> [Task item]:
Which of the lines below holds the string "VertexProperties"? Copy every line that does.

> [Source material]:
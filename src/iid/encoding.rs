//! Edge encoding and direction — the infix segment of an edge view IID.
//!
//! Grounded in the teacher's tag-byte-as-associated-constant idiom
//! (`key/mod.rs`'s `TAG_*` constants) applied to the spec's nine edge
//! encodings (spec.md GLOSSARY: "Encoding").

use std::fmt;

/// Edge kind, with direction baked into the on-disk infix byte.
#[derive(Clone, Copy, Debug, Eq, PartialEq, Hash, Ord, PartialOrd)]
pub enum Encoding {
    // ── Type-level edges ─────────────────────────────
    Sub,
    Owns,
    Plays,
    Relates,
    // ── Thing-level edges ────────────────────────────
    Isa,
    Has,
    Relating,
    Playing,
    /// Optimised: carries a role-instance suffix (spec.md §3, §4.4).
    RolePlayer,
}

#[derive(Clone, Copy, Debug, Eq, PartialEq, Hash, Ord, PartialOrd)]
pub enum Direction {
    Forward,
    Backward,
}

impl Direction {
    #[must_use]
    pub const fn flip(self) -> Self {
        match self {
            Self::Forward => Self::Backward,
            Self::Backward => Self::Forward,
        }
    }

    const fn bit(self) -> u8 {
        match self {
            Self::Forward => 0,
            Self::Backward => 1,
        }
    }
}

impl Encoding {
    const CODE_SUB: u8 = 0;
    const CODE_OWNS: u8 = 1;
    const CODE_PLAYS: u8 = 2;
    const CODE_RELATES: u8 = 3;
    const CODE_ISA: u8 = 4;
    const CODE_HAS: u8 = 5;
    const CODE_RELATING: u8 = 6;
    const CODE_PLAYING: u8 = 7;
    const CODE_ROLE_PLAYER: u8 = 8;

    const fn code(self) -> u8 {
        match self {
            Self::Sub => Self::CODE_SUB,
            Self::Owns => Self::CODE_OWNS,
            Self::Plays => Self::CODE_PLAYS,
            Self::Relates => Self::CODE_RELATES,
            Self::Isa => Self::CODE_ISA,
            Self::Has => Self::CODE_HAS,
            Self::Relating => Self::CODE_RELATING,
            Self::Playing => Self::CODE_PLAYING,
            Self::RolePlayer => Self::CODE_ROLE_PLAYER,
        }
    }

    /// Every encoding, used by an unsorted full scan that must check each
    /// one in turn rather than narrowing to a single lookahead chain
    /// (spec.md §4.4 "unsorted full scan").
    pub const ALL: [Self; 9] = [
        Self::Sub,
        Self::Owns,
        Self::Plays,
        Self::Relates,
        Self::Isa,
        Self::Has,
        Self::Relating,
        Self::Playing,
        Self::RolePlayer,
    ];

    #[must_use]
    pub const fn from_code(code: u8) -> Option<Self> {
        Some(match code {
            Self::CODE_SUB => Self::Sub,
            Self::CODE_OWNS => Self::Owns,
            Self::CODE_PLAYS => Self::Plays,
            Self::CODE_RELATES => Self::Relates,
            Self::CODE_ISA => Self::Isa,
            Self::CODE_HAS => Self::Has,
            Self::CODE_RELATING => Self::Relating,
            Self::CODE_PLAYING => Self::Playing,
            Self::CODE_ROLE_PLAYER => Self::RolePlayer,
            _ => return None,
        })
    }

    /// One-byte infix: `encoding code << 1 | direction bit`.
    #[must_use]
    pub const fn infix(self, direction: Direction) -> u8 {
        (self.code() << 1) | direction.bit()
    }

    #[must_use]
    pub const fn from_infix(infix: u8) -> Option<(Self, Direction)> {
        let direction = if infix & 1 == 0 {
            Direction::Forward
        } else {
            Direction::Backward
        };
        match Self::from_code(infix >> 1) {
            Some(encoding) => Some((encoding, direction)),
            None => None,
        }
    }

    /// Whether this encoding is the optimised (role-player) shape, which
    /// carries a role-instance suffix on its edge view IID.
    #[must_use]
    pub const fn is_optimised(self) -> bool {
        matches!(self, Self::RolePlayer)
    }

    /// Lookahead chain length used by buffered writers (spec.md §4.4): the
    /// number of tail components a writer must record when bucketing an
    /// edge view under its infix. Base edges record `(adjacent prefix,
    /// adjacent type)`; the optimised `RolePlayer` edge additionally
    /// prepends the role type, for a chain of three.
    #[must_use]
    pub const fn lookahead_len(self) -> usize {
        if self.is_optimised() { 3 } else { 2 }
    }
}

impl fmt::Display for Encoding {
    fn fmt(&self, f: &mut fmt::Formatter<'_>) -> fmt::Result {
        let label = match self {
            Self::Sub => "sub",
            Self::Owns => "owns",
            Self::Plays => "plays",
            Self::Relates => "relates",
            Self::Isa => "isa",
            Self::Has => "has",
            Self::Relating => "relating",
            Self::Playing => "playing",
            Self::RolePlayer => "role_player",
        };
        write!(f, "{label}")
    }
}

...

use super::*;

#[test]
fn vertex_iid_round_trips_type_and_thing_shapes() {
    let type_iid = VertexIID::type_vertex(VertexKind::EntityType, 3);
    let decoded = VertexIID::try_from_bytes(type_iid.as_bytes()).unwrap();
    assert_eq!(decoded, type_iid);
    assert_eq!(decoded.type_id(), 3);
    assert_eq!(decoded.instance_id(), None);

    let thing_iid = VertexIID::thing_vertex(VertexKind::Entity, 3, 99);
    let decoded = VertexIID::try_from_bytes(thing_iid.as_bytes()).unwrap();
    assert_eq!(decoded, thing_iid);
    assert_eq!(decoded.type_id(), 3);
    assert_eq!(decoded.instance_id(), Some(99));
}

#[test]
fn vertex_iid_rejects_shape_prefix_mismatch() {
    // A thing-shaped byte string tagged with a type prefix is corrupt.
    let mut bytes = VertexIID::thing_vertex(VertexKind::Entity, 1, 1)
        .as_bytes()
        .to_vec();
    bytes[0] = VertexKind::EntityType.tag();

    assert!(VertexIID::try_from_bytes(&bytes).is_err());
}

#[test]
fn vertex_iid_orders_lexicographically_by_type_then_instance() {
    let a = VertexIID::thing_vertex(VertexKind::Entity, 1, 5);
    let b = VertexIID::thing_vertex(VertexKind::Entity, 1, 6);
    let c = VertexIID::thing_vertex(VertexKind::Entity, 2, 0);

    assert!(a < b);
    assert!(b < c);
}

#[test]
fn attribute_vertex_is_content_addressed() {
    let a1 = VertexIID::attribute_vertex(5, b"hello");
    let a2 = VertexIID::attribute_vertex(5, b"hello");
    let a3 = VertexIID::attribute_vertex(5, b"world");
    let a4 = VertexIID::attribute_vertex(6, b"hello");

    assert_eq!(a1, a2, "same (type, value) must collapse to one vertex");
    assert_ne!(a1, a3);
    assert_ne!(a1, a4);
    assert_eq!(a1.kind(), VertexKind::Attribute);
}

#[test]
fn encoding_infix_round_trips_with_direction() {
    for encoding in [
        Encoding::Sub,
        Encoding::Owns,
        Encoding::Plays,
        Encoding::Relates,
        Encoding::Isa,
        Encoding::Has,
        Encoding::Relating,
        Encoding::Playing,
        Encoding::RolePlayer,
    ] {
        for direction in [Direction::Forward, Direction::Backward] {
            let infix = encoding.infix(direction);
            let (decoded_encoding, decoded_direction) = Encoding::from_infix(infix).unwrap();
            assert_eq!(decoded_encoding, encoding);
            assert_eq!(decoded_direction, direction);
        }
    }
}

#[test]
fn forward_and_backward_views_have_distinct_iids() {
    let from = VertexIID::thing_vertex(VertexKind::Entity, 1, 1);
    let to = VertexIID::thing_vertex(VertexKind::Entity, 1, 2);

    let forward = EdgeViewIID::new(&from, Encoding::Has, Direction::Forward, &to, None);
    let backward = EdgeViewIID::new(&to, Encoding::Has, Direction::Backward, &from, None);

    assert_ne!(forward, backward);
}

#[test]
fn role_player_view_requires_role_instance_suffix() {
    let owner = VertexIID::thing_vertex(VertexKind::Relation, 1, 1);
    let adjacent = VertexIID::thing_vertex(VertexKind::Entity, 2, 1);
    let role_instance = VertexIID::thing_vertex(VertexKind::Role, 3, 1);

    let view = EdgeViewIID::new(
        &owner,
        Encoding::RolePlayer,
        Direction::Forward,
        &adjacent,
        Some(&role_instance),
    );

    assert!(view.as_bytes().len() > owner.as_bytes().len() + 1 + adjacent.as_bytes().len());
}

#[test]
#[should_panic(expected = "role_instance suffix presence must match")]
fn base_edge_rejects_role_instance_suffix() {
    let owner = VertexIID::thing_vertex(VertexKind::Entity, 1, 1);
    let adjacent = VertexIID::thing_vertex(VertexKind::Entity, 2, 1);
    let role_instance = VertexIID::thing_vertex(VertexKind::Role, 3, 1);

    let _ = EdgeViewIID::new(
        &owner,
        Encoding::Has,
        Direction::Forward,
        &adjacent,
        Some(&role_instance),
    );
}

* * *

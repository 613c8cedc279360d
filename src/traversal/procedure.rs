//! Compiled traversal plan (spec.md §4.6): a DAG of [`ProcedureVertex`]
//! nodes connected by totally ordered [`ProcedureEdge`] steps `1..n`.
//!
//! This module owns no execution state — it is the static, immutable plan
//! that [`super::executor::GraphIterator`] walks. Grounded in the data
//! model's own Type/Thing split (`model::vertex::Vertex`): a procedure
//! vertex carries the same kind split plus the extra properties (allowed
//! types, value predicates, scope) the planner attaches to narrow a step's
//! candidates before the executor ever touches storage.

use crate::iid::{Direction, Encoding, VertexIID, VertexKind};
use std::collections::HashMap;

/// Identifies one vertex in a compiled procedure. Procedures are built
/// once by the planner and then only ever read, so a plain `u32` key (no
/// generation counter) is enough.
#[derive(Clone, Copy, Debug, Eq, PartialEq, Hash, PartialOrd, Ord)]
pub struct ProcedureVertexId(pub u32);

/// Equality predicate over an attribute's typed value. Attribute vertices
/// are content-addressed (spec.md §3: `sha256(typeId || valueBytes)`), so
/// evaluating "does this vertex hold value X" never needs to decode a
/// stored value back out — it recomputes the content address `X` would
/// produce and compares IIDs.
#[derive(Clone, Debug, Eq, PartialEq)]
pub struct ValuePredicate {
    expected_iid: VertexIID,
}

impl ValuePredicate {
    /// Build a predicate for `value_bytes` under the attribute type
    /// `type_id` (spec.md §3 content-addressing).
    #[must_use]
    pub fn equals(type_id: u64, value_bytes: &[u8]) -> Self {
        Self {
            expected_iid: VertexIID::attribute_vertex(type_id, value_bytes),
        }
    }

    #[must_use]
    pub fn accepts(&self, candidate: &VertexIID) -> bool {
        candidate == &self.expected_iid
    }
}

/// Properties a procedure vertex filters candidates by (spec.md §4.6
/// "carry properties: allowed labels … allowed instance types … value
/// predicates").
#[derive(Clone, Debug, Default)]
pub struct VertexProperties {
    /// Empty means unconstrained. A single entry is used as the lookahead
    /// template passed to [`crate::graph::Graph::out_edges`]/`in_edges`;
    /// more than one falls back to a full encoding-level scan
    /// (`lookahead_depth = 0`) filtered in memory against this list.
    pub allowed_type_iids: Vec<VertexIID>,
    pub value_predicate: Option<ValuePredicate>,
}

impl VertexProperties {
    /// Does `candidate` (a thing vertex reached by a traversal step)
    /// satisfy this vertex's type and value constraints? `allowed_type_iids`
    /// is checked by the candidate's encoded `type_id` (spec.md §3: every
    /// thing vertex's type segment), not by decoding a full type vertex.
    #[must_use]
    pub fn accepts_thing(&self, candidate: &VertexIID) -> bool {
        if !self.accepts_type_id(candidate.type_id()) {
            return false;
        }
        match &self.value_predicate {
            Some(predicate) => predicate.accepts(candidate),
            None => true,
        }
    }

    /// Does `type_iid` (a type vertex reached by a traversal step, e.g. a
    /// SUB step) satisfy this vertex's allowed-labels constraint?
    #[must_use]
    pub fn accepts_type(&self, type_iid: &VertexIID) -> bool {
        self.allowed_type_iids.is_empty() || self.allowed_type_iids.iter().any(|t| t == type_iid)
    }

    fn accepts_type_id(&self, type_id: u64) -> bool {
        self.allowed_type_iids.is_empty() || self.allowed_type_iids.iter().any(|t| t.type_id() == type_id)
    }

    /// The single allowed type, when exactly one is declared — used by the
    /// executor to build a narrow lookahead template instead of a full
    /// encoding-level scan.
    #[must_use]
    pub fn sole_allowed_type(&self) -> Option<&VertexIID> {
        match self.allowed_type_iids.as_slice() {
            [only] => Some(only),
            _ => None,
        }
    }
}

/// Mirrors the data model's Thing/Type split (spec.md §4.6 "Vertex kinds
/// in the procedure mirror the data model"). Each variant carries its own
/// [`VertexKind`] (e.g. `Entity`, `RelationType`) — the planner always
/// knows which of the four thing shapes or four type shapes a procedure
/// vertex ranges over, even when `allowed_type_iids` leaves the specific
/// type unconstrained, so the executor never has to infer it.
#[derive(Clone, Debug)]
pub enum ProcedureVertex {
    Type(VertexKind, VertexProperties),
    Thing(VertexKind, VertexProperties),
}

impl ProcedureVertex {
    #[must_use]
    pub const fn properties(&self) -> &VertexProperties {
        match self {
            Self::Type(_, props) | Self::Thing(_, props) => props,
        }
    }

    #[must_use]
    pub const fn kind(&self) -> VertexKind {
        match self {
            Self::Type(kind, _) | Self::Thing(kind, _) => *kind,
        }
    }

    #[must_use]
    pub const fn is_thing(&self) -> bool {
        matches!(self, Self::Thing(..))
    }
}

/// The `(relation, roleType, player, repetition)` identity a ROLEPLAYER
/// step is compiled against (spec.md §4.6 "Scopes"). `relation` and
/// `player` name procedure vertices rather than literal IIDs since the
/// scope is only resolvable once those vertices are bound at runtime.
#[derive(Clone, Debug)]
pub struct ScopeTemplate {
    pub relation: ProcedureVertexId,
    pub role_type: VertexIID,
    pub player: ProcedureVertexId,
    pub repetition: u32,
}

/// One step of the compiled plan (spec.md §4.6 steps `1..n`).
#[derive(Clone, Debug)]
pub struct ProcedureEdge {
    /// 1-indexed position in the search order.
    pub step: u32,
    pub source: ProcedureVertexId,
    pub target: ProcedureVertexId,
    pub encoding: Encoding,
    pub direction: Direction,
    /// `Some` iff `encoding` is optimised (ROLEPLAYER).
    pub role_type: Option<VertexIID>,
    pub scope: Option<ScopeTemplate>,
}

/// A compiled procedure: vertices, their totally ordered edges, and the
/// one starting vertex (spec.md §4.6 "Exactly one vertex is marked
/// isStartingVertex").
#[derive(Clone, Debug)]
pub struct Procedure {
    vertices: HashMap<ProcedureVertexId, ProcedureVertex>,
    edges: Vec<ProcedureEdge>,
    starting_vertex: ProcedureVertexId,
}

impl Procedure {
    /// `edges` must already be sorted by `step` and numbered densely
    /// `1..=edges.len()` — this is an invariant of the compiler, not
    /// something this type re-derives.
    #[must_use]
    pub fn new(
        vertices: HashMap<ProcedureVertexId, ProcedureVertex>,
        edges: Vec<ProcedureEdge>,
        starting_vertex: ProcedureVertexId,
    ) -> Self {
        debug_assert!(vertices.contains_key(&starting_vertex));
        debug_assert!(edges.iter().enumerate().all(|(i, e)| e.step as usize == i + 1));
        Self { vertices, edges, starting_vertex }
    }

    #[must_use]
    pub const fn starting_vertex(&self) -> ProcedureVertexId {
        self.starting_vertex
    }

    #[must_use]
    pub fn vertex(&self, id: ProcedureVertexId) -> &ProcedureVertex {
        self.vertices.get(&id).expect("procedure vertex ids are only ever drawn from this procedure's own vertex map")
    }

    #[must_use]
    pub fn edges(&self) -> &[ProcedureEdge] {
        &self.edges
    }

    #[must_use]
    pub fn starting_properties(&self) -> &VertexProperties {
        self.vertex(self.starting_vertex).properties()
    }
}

> [The completed task]:
pub struct VertexProperties {
impl VertexProperties {
    Type(VertexKind, VertexProperties),
    Thing(VertexKind, VertexProperties),
    pub const fn properties(&self) -> &VertexProperties {
    pub fn starting_properties(&self) -> &VertexProperties {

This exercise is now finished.